Reporter: Lidya Yuniartha | Editor: Noverius Laoli
KONTAN.CO.ID - JAKARTA. Kasus positif virus corona (Covid-19) terus bertambah. Bahkan, sudah ada 117 kasus positif Covid-19 di Indonesia hingga Minggu (15/3).
Meski terus bertambah, ekonom Institute for Development of Economics and Finance (Indef) Bhima Yudhistira Adhinegara menilai pemerintah tak perlu terburu-buru melakukan lockdown atau mengunci akses masuk dan keluar dari sebuah daerah, khususnya DKI Jakarta.
Bhima berpendapat, bila DKI Jakarta di-lockdown, maka hal ini bisa menimbulkan dampak buruk pada ekonomi. Ini dikarenakan arus barang yang terganggu. Sementara, sebagian besar bahan pangan Jakarta berasal dari luar daerah.
Baca Juga: Akibat corona, output ekspor alas kaki akan turun 20% di Februari-Maret 2020
"Jakarta menyumbang 20% total inflasi nasional, kalau barang susah masuk, terjadi kelangkaan pastinya inflasi nasional akan tembus di atas 4%-6%. Yang rugi adalah masyarakat sendiri," ujar Bhima kepada Kontan, Minggu (15/3).

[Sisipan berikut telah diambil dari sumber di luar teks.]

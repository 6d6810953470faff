#![cfg(feature = "rest")]

use chrono::DateTime;
use reqwest::StatusCode;
use serde_json::json;
use std::time::Duration;
use tnb_data::{
    crawl::{Crawler, parse_window_file_name, window_file_path},
    error::DataError,
    exchange::{ftx::FtxServer, poloniex::legacy::PoloniexLegacyServer},
    merge::{merge_window_files, to_training_columns},
    rest::{RestCandleClient, Window},
};
use tnb_instrument::pair::CurrencyPair;
use wiremock::{
    Mock, MockServer, ResponseTemplate,
    matchers::{method, path, query_param},
};

const START: i64 = 1_495_032_490;

/// Fixture: `returnChartData` rows opening at `date`.
fn chart_data(date: i64) -> serde_json::Value {
    json!([{
        "date": date,
        "high": 1800.0,
        "low": 1790.0,
        "open": 1795.0,
        "close": 1798.0,
        "volume": 12.3,
        "quoteVolume": 0.0068,
        "weightedAverage": 1796.1
    }])
}

async fn mount_window(mock_server: &MockServer, window: Window, template: ResponseTemplate) {
    mount_market_window(mock_server, "USDT_BTC", window, template).await;
}

async fn mount_market_window(
    mock_server: &MockServer,
    market: &str,
    window: Window,
    template: ResponseTemplate,
) {
    Mock::given(method("GET"))
        .and(path("/public"))
        .and(query_param("command", "returnChartData"))
        .and(query_param("currencyPair", market))
        .and(query_param("period", "300"))
        .and(query_param("start", window.start.to_string()))
        .and(query_param("end", window.end.to_string()))
        .respond_with(template)
        .expect(1)
        .mount(mock_server)
        .await;
}

// ---------------------------------------------------------------------------
// Test 1: 200 bodies land on disk verbatim, rejected windows are reported
// ---------------------------------------------------------------------------
#[tokio::test]
async fn test_crawl_writes_window_files_then_merges() {
    let mock_server = MockServer::start().await;
    let dir = tempfile::tempdir().unwrap();

    // 300s x 10 per page: step 3000s -> 3 windows over 9500s
    let windows = [0, 1, 2].map(|n| Window::new(START + n * 3_000, START + (n + 1) * 3_000));

    mount_window(
        &mock_server,
        windows[0],
        ResponseTemplate::new(200).set_body_json(chart_data(windows[0].start)),
    )
    .await;
    mount_window(
        &mock_server,
        windows[1],
        ResponseTemplate::new(502).set_body_string("bad gateway"),
    )
    .await;
    mount_window(
        &mock_server,
        windows[2],
        ResponseTemplate::new(200).set_body_json(chart_data(windows[2].start)),
    )
    .await;

    let client =
        RestCandleClient::<PoloniexLegacyServer>::with_base_url(mock_server.uri()).unwrap();
    let crawler = Crawler::new(client, dir.path());

    let report = crawler
        .crawl(
            &CurrencyPair::new("btc", "usdt"),
            DateTime::from_timestamp(START, 0).unwrap(),
            DateTime::from_timestamp(START + 9_500, 0).unwrap(),
            300,
            10,
        )
        .await
        .unwrap();

    assert_eq!(report.market, "USDT_BTC");
    assert_eq!(report.written.len(), 2);
    assert_eq!(report.missing.len(), 1);
    assert_eq!(report.missing[0].window, windows[1]);
    assert_eq!(report.missing[0].status, StatusCode::BAD_GATEWAY);

    let market_dir = dir.path().join("USDT_BTC");
    let written_windows = report
        .written
        .iter()
        .map(|path| {
            assert!(path.starts_with(&market_dir));
            parse_window_file_name(path.file_name().unwrap().to_str().unwrap()).unwrap()
        })
        .collect::<Vec<_>>();
    assert_eq!(written_windows, vec![windows[0], windows[2]]);

    // Body is persisted verbatim
    let body: serde_json::Value =
        serde_json::from_slice(&std::fs::read(&report.written[0]).unwrap()).unwrap();
    assert_eq!(body, chart_data(windows[0].start));

    let merged = merge_window_files::<PoloniexLegacyServer>(&market_dir).unwrap();
    let table = to_training_columns(merged);
    assert_eq!(
        table.columns(),
        ["Date", "High", "Low", "Open", "Close", "Volume"]
    );
    assert_eq!(table.len(), 2);
    assert_eq!(table.value(0, "Date"), Some(&json!(windows[0].start)));
    assert_eq!(table.value(1, "Date"), Some(&json!(windows[2].start)));
}

// ---------------------------------------------------------------------------
// Test 2: FTX market names are made filesystem safe
// ---------------------------------------------------------------------------
#[tokio::test]
async fn test_crawl_ftx_market_dir() {
    let mock_server = MockServer::start().await;
    let dir = tempfile::tempdir().unwrap();

    Mock::given(method("GET"))
        .and(path("/markets/ETH/USDT/candles"))
        .respond_with(ResponseTemplate::new(200).set_body_json(json!({
            "success": true,
            "result": [{"time": 1.0, "close": 2.0}]
        })))
        .expect(2)
        .mount(&mock_server)
        .await;

    let client = RestCandleClient::<FtxServer>::with_base_url(mock_server.uri()).unwrap();
    let crawler = Crawler::new(client, dir.path());

    // 15s x 100 per page: step 1500s -> 2 windows over 4000s
    let report = crawler
        .crawl(
            &"eth/usdt".parse().unwrap(),
            DateTime::from_timestamp(START, 0).unwrap(),
            DateTime::from_timestamp(START + 4_000, 0).unwrap(),
            15,
            100,
        )
        .await
        .unwrap();

    assert_eq!(report.market, "ETH/USDT");
    assert_eq!(crawler.market_dir(&report.market), dir.path().join("ETH_USDT"));
    assert_eq!(report.written.len(), 2);

    let table = merge_window_files::<FtxServer>(&dir.path().join("ETH_USDT")).unwrap();
    assert_eq!(table.len(), 2);
}

// ---------------------------------------------------------------------------
// Test 3: an unsupported legacy period fails before any request is sent
// ---------------------------------------------------------------------------
#[tokio::test]
async fn test_crawl_rejects_unsupported_period() {
    let mock_server = MockServer::start().await;
    let dir = tempfile::tempdir().unwrap();

    Mock::given(method("GET"))
        .respond_with(ResponseTemplate::new(200))
        .expect(0)
        .mount(&mock_server)
        .await;

    let client =
        RestCandleClient::<PoloniexLegacyServer>::with_base_url(mock_server.uri()).unwrap();
    let result = Crawler::new(client, dir.path())
        .crawl(
            &CurrencyPair::new("btc", "usdt"),
            DateTime::from_timestamp(START, 0).unwrap(),
            DateTime::from_timestamp(START + 9_500, 0).unwrap(),
            60,
            10,
        )
        .await;

    assert!(result.is_err());
    assert!(!dir.path().join("USDT_BTC").exists());
}

// ---------------------------------------------------------------------------
// Test 4: a timeout aborts only its own pair and keeps the files already written
// ---------------------------------------------------------------------------
#[tokio::test]
async fn test_crawl_pairs_timeout_aborts_one_pair_only() {
    let mock_server = MockServer::start().await;
    let dir = tempfile::tempdir().unwrap();

    // 300s x 10 per page: step 3000s -> 2 windows over 6500s
    let windows = [0, 1].map(|n| Window::new(START + n * 3_000, START + (n + 1) * 3_000));

    mount_market_window(
        &mock_server,
        "USDT_BTC",
        windows[0],
        ResponseTemplate::new(200).set_body_json(chart_data(windows[0].start)),
    )
    .await;
    mount_market_window(
        &mock_server,
        "USDT_BTC",
        windows[1],
        ResponseTemplate::new(200)
            .set_body_json(chart_data(windows[1].start))
            .set_delay(Duration::from_secs(2)),
    )
    .await;
    for window in windows {
        mount_market_window(
            &mock_server,
            "USDT_ETH",
            window,
            ResponseTemplate::new(200).set_body_json(chart_data(window.start)),
        )
        .await;
    }

    let client = RestCandleClient::<PoloniexLegacyServer>::with_base_url(mock_server.uri())
        .unwrap()
        .with_timeout(Duration::from_millis(200))
        .unwrap();
    let crawler = Crawler::new(client, dir.path());

    let result = crawler
        .crawl_pairs(
            &[CurrencyPair::new("btc", "usdt"), CurrencyPair::new("eth", "usdt")],
            DateTime::from_timestamp(START, 0).unwrap(),
            DateTime::from_timestamp(START + 6_500, 0).unwrap(),
            300,
            10,
        )
        .await;

    assert!(matches!(result, Err(DataError::Transport(_))));

    let btc_dir = dir.path().join("USDT_BTC");
    assert!(window_file_path(&btc_dir, windows[0]).exists());
    assert!(!window_file_path(&btc_dir, windows[1]).exists());

    let eth_dir = dir.path().join("USDT_ETH");
    for window in windows {
        assert!(window_file_path(&eth_dir, window).exists());
    }
    assert_eq!(
        merge_window_files::<PoloniexLegacyServer>(&eth_dir)
            .unwrap()
            .len(),
        2
    );
}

Dia juga berpendapat, bila lockdown dilakukan di Jakarta, risiko yang ditimbulkan terlalu besar. Apalagi, 70% uang berputar di Jakarta. Menurutnya, ini akan memicu kepanikan di pasar keuangan. Indonesia juga bisa krisis bila kepanikan terjadi dan asing yang memutuskan keluar dari pasar obligasi. Pasalnya, 38% surat utang dipegang oleh asing.
Baca Juga: Cara sejumlah emiten migas dan tambang cegah penyebaran corona di lingkungan kerja
Bhima juga membandingkan lockdown yang dilakukan oleh China, Menurut dia, lockdown yang dilakukan di China hanya di Provinsi Hubei, diana itu merupakan episentrum wabah Covid-19. Sementara, Shanghai dan Beijing tidak di-lockdown. Menurut dia, Indonesia akan berbahaya bila mengikuti China, apalagi mengingat ekonomi Indoensia yang tidak sekuat China.